→ TASK BRIEF
Work through the records that follow and return each line containing the word "DirEntry".

→ INFORMATION
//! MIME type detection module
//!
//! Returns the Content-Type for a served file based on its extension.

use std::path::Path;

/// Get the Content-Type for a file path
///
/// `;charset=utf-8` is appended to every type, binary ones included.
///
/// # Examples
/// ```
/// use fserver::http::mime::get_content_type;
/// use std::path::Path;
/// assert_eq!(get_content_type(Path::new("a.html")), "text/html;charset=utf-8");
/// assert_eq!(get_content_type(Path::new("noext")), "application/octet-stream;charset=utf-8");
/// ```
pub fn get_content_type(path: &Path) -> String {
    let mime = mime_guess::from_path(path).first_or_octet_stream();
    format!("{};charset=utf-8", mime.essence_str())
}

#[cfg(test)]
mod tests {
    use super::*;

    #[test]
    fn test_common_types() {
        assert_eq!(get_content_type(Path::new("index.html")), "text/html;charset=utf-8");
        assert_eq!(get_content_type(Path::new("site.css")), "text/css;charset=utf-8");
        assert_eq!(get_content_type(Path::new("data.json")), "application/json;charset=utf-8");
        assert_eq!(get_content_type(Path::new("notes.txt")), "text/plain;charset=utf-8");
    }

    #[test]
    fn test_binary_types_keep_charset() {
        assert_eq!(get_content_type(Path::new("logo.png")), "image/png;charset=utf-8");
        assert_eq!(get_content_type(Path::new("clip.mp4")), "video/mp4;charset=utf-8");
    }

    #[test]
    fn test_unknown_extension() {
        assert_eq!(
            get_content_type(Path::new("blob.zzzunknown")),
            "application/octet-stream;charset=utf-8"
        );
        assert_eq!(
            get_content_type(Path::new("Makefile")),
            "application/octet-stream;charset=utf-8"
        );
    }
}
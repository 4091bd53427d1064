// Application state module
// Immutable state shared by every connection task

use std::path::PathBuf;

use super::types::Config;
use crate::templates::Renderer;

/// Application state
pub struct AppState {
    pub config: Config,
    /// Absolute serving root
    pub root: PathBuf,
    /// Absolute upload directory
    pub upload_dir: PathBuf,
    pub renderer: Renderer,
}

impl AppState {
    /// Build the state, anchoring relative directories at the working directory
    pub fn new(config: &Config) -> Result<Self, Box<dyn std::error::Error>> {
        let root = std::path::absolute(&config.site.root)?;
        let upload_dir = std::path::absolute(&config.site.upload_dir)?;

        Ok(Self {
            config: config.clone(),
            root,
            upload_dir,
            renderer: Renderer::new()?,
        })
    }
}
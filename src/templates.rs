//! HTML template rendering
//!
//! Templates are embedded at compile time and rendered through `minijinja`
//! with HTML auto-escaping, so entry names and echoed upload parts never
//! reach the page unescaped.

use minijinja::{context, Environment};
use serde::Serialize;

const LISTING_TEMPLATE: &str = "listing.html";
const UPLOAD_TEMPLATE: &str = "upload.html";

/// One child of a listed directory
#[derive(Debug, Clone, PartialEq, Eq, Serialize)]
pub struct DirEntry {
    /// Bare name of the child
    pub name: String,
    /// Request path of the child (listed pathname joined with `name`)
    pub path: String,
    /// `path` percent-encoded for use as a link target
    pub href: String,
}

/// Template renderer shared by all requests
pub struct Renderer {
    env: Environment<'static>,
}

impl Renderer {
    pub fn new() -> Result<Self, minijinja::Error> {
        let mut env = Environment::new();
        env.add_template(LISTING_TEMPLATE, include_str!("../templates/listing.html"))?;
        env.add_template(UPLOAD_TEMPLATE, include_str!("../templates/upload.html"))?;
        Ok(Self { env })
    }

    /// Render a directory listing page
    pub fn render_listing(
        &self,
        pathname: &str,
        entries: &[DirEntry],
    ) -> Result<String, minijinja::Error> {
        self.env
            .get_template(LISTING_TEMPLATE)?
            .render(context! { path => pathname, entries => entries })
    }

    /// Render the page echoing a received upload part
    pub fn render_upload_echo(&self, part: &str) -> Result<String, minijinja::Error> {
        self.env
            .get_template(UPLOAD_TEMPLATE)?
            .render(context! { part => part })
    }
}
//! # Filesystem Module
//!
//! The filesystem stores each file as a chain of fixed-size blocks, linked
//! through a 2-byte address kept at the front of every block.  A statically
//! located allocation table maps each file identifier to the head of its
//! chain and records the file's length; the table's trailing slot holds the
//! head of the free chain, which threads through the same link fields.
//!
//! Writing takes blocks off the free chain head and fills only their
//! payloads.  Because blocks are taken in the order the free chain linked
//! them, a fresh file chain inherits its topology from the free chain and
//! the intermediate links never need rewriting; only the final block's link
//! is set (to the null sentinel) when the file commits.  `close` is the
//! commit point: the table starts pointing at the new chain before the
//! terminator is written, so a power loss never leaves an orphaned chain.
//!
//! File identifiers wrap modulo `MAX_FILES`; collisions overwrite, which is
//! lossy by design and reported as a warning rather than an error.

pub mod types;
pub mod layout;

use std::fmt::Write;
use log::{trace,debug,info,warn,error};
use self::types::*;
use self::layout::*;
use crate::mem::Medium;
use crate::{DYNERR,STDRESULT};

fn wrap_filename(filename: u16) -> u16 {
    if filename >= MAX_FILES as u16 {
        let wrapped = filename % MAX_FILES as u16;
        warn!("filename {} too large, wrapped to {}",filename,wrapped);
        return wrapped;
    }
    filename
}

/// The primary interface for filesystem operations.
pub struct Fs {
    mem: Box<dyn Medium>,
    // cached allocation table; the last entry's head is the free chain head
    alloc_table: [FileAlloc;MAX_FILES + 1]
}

→ ANSWER TO THIS EXERCISE
pub struct DirEntry {
        entries: &[DirEntry],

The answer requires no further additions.